(Beginning of Information given)

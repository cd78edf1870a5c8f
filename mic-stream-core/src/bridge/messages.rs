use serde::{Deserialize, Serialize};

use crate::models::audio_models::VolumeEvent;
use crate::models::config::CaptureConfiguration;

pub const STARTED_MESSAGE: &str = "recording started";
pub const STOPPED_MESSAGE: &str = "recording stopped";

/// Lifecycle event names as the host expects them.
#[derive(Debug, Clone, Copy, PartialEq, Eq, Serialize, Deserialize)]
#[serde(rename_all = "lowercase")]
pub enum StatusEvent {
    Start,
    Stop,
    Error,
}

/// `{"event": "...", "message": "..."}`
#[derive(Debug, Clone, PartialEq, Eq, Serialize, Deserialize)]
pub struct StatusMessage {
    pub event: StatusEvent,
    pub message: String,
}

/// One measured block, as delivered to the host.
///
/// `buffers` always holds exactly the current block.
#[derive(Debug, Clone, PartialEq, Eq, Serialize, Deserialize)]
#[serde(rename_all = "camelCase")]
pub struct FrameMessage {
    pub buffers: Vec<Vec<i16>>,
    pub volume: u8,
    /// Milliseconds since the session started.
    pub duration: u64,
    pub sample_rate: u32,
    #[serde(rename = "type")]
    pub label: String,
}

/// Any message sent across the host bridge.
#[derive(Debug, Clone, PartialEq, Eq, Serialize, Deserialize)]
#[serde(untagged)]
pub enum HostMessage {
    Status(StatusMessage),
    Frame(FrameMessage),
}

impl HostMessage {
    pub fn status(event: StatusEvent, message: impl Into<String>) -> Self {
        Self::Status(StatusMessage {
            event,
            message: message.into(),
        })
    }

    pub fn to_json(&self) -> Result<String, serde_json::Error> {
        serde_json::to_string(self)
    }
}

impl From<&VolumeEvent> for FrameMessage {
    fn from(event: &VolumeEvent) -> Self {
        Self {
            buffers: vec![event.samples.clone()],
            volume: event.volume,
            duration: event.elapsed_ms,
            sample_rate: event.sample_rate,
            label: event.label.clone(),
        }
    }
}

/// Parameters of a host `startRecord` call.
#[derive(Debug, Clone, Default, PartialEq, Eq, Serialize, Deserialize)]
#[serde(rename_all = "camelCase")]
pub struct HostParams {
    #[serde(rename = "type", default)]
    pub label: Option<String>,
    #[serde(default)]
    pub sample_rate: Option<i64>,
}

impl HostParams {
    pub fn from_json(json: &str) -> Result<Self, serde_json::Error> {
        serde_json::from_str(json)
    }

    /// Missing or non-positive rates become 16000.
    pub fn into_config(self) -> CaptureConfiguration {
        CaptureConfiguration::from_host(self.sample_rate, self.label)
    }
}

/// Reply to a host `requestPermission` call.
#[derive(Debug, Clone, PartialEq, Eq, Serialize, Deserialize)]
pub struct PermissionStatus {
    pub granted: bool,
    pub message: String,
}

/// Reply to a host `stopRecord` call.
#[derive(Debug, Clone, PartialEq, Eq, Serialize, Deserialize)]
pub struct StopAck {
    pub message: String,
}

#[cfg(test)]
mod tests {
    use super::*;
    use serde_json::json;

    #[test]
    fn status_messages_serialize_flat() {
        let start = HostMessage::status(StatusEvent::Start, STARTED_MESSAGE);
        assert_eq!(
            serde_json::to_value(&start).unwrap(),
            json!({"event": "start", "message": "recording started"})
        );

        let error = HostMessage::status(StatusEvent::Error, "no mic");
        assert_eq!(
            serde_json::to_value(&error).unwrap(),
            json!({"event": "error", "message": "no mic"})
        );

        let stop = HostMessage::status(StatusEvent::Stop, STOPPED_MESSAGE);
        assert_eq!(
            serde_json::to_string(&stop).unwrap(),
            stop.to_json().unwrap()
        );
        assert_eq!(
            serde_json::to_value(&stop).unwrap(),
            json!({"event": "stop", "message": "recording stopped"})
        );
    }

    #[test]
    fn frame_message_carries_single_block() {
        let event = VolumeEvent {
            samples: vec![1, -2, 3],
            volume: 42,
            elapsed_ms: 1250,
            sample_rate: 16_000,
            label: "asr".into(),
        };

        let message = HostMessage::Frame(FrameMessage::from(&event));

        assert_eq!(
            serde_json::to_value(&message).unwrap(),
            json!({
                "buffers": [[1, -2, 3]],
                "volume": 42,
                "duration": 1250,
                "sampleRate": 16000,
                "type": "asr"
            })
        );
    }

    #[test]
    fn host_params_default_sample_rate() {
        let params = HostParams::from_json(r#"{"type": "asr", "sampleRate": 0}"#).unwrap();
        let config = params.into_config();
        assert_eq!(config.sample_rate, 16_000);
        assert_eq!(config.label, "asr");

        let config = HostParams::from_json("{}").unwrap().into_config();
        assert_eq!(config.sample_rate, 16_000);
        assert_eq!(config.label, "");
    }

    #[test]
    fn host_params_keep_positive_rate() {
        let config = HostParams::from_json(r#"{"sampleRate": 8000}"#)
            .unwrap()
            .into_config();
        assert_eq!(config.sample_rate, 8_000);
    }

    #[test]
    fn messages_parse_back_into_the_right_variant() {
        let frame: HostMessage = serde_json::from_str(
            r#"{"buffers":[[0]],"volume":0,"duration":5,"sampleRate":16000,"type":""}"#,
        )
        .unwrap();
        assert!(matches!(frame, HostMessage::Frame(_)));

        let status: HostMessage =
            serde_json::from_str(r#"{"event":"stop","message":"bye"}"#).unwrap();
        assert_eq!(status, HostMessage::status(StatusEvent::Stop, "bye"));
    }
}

(End of Information given)
(Beginning of Information given)

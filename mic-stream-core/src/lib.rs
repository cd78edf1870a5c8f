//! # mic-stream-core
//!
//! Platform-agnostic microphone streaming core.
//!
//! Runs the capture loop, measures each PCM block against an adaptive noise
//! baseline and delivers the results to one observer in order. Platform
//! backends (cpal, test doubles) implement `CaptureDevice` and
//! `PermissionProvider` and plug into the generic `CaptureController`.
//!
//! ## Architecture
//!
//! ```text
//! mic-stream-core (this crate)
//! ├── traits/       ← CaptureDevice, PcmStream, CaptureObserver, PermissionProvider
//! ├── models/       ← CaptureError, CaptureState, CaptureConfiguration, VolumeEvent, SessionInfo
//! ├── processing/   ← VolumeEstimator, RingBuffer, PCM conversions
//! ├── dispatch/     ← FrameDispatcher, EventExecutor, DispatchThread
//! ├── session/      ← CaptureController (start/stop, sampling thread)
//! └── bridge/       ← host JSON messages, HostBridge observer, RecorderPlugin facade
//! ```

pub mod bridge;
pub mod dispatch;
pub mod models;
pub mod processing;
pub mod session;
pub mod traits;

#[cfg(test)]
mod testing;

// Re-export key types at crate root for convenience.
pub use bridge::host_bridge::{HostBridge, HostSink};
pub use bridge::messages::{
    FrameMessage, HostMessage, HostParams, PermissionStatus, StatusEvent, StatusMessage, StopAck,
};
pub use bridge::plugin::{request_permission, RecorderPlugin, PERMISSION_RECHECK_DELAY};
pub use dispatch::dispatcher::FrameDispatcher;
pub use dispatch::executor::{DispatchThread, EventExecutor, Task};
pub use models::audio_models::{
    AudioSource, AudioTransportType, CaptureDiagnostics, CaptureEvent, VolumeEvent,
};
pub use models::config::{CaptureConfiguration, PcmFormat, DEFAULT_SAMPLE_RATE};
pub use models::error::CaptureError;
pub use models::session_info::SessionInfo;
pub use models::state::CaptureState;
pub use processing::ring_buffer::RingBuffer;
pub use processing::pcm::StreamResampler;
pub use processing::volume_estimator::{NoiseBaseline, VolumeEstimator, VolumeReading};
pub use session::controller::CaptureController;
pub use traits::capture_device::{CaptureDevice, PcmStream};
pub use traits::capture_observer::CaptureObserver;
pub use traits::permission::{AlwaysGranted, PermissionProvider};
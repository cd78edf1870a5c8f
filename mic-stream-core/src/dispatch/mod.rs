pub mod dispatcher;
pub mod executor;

(End of Information given)

* Required work *
Using the entries above, find all lines with "traits". Copy them.

* Solution for this problem *
//! ├── traits/       ← CaptureDevice, PcmStream, CaptureObserver, PermissionProvider
pub mod traits;
pub use traits::capture_device::{CaptureDevice, PcmStream};
pub use traits::capture_observer::CaptureObserver;
pub use traits::permission::{AlwaysGranted, PermissionProvider};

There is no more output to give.